No grand promises about posting more, or better, or anything like that; just a marker to say we’re still going.

WordPress

Things have been quiet here for the last few months for a number of reasons: moving flat, getting internet back, changing jobs (within the same company), and a bunch of other reasons (some of which I’ll be mentioning soon).

One of the big reasons for a slowdown in the number of posts is that I’ve been unhappy with my current content management system, Finetto, for quite some time. It was designed with a fairly limited amount of functionality in mind, primarily to help out a friend who needed a CMS quickly. It was also one of the first big PHP projects I had undertaken, before I really understood the language, and while I was still quite fresh to real programming (I have been programming since I was about 8 but not in a consistent and structured way). The design quickly became messy as more features were required. I could go back and rewrite the whole thing, with some interesting ideas, or I could just enhance an existing product.

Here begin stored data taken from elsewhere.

//! # 通知
//!
//! トランザクション後に送るメール通知のドメインモデルを定義する。
//!
//! ## ドメイン用語
//!
//! | 型 | ドメイン用語 | 寿命 |
//! |---|------------|------|
//! | [`NotificationJob`] | 通知ジョブ | 永続化成功直後に作られ、バックグラウンドタスクの終了とともに破棄 |
//! | [`ComposedMessage`] | 組み立て済みメッセージ | レンダラーが生成し、ディスパッチャーが一度だけ消費 |
//! | [`DispatchResult`] | 送信結果 | ログにのみ出力（呼び出し元には返さない） |
//!
//! ## 設計方針
//!
//! - **fire-and-forget**: 通知の成否は業務トランザクションに影響しない
//! - **ID だけを渡す**: ジョブはエンティティの ID を持ち、実行時に再取得する
//! - **本文の判定**: HTML 本文が無い場合は単一本文を `<html` / `<body` の有無で判定する

use serde::Serialize;
use strum::{EnumString, IntoStaticStr};
use thiserror::Error;

use crate::{booking::BookingId, contact::ContactMessageId, newsletter::SubscriberId};

// =========================================================================
// NotificationJob
// =========================================================================

/// テンプレート名
#[derive(
    Debug,
    Clone,
    Copy,
    PartialEq,
    Eq,
    Hash,
    Serialize,
    IntoStaticStr,
    EnumString,
    strum::Display,
    strum::EnumIter,
)]
#[serde(rename_all = "snake_case")]
#[strum(serialize_all = "snake_case")]
pub enum TemplateName {
    /// 新規予約 → 管理者
    BookingNotification,
    /// 予約確定 → お客様
    BookingConfirmation,
    /// 新規お問い合わせ → 管理者
    ContactNotification,
    /// 購読開始・再開 → 購読者
    NewsletterWelcome,
}

/// 通知の対象エンティティ
#[derive(Debug, Clone, Copy, PartialEq, Eq, Serialize)]
#[serde(tag = "type", content = "id", rename_all = "snake_case")]
pub enum EntityReference {
    Booking(BookingId),
    ContactMessage(ContactMessageId),
    NewsletterSubscriber(SubscriberId),
}

impl std::fmt::Display for EntityReference {
    fn fmt(&self, f: &mut std::fmt::Formatter<'_>) -> std::fmt::Result {
        match self {
            Self::Booking(id) => write!(f, "booking:{id}"),
            Self::ContactMessage(id) => write!(f, "contact_message:{id}"),
            Self::NewsletterSubscriber(id) => write!(f, "newsletter_subscriber:{id}"),
        }
    }
}

/// 通知を引き起こした業務イベント
#[derive(Debug, Clone, Copy, PartialEq, Eq, Serialize, IntoStaticStr, strum::Display)]
#[serde(rename_all = "snake_case")]
#[strum(serialize_all = "snake_case")]
pub enum TriggeringEvent {
    BookingCreated,
    BookingConfirmed,
    ContactReceived,
    NewsletterSubscribed,
    NewsletterReactivated,
}

/// 通知ジョブ
///
/// オーケストレーターが永続化成功の直後に生成する。永続化はしない。
#[derive(Debug, Clone, PartialEq, Eq)]
pub struct NotificationJob {
    pub entity:           EntityReference,
    pub template:         TemplateName,
    pub recipients:       Vec<String>,
    pub triggering_event: TriggeringEvent,
}

impl NotificationJob {
    pub fn new(
        entity: EntityReference,
        template: TemplateName,
        recipients: Vec<String>,
        triggering_event: TriggeringEvent,
    ) -> Self {
        Self {
            entity,
            template,
            recipients,
            triggering_event,
        }
    }
}

// =========================================================================
// ComposedMessage
// =========================================================================

/// 組み立て済みメッセージ
#[derive(Debug, Clone, PartialEq, Eq)]
pub struct ComposedMessage {
    pub subject:      String,
    pub plain_text:   String,
    pub html:         Option<String>,
    pub from_address: String,
    pub recipients:   Vec<String>,
    pub cc:           Vec<String>,
    pub bcc:          Vec<String>,
}

/// 送信する本文の形
#[derive(Debug, Clone, PartialEq, Eq)]
pub enum MessageBody {
    /// テキストと HTML の両方（multipart/alternative）
    Both { text: String, html: String },
    Text(String),
    Html(String),
}

impl ComposedMessage {
    /// 送信する本文を決める
    ///
    /// - テキストと HTML が両方あれば両方を送る
    /// - HTML だけならそれを送る
    /// - テキスト欄だけなら、その内容に `<html` / `<body` が含まれるかで判定する
    pub fn body(&self) -> MessageBody {
        let text = self.plain_text.trim();
        match self.html.as_deref().map(str::trim) {
            Some(html) if !html.is_empty() && !text.is_empty() => MessageBody::Both {
                text: self.plain_text.clone(),
                html: html.to_string(),
            },
            Some(html) if !html.is_empty() => MessageBody::Html(html.to_string()),
            _ if looks_like_html(text) => MessageBody::Html(self.plain_text.clone()),
            _ => MessageBody::Text(self.plain_text.clone()),
        }
    }
}

/// HTML のルート要素の開始タグを含むか（大文字小文字を区別しない）
pub fn looks_like_html(body: &str) -> bool {
    let lower = body.to_ascii_lowercase();
    lower.contains("<html") || lower.contains("<body")
}

// =========================================================================
// DispatchResult / DeliveryError
// =========================================================================

/// 送信失敗の分類
#[derive(Debug, Clone, Copy, PartialEq, Eq, Serialize, IntoStaticStr, strum::Display)]
#[serde(rename_all = "snake_case")]
#[strum(serialize_all = "snake_case")]
pub enum DeliveryErrorKind {
    /// 認証失敗（API キー・SMTP 認証情報）
    Auth,
    /// 宛先アドレスの問題
    Recipient,
    /// 送信元アドレス・ドメインの問題
    SenderDomain,
    /// 一時的なネットワーク障害・タイムアウト・レート制限
    TransientNetwork,
    Unknown,
}

impl DeliveryErrorKind {
    /// プロバイダのエラーメッセージから分類する
    ///
    /// ステータスコード等で分類できない場合のフォールバック。
    /// 認証 → 送信元 → 宛先 → ネットワークの順に判定する。
    pub fn classify_message(message: &str) -> Self {
        let lower = message.to_ascii_lowercase();
        let has = |keywords: &[&str]| keywords.iter().any(|k| lower.contains(k));

        if has(&["unauthorized", "invalid api key", "api key is invalid", "authentication"]) {
            Self::Auth
        } else if has(&["domain", "sender", "`from`", "'from'", "\"from\"", "from address"]) {
            Self::SenderDomain
        } else if has(&["recipient", "`to`", "'to'", "\"to\"", "to address", "mailbox"]) {
            Self::Recipient
        } else if has(&["timeout", "timed out", "connection", "temporarily", "rate limit"]) {
            Self::TransientNetwork
        } else {
            Self::Unknown
        }
    }
}

/// 送信失敗
#[derive(Debug, Clone, PartialEq, Eq, Error)]
#[error("メール送信に失敗 ({kind}): {message}")]
pub struct DeliveryError {
    pub kind:    DeliveryErrorKind,
    pub message: String,
}

impl DeliveryError {
    pub fn new(kind: DeliveryErrorKind, message: impl Into<String>) -> Self {
        Self {
            kind,
            message: message.into(),
        }
    }
}

/// 送信結果（ログ出力専用）
#[derive(Debug, Clone, PartialEq, Eq, Serialize)]
pub struct DispatchResult {
    pub sent:                bool,
    pub provider_message_id: Option<String>,
    pub error:               Option<DeliveryErrorKind>,
}

impl DispatchResult {
    pub fn sent(provider_message_id: Option<String>) -> Self {
        Self {
            sent: true,
            provider_message_id,
            error: None,
        }
    }

    /// 宛先なしなどで送信しなかった（エラーではない）
    pub fn skipped() -> Self {
        Self {
            sent:                false,
            provider_message_id: None,
            error:               None,
        }
    }

    pub fn failed(kind: DeliveryErrorKind) -> Self {
        Self {
            sent:                false,
            provider_message_id: None,
            error:               Some(kind),
        }
    }
}

// =========================================================================
// NotificationError
// =========================================================================

/// 通知パイプラインのエラー
///
/// いずれもバックグラウンドタスクの境界で捕捉され、リクエストには伝播しない。
#[derive(Debug, Error)]
pub enum NotificationError {
    /// テンプレートが登録されていない（プログラミングエラー）
    #[error("テンプレートが見つかりません: {0}")]
    TemplateNotFound(String),

    /// テンプレートレンダリングに失敗
    #[error("テンプレートレンダリングに失敗: {0}")]
    TemplateFailed(String),

    /// 通知対象のエンティティを再取得できない
    #[error("通知対象が見つかりません: {0}")]
    EntityNotFound(EntityReference),

    /// テンプレートと対象エンティティの組み合わせが不正
    #[error("テンプレート {template} は {entity} に使用できません")]
    EntityMismatch {
        template: TemplateName,
        entity:   EntityReference,
    },

    /// エンティティの再取得に失敗
    #[error("通知対象の取得に失敗: {0}")]
    Lookup(String),

    #[error(transparent)]
    Delivery(#[from] DeliveryError),
}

In the last month or so, I’ve taken the time to pull data out of the old CMS and migrate it to everyone’s favourite CMS, WordPress. I’ve been talking about doing this for a while, and one of my long stated goals for any such transition is that it would be functionally seamless for end users. Since I actually switched a few weeks ago and no-one seems to have noticed, I’ll call that one a success. As an aside, the recent feed problems were not related to the WP switch.

The switch itself was pretty painless. WP is easy to set-up, the design I used on the old CMS was easy enough to convert (using standards-based design helps), and the data was easy enough to migrate on the WP side. The only trick was actually pulling the data out of the old CMS. While it’s file-system based storage was exceptionally quick, it wasn’t the easiest to manipulate.

Expect some WP plugins to appear soon.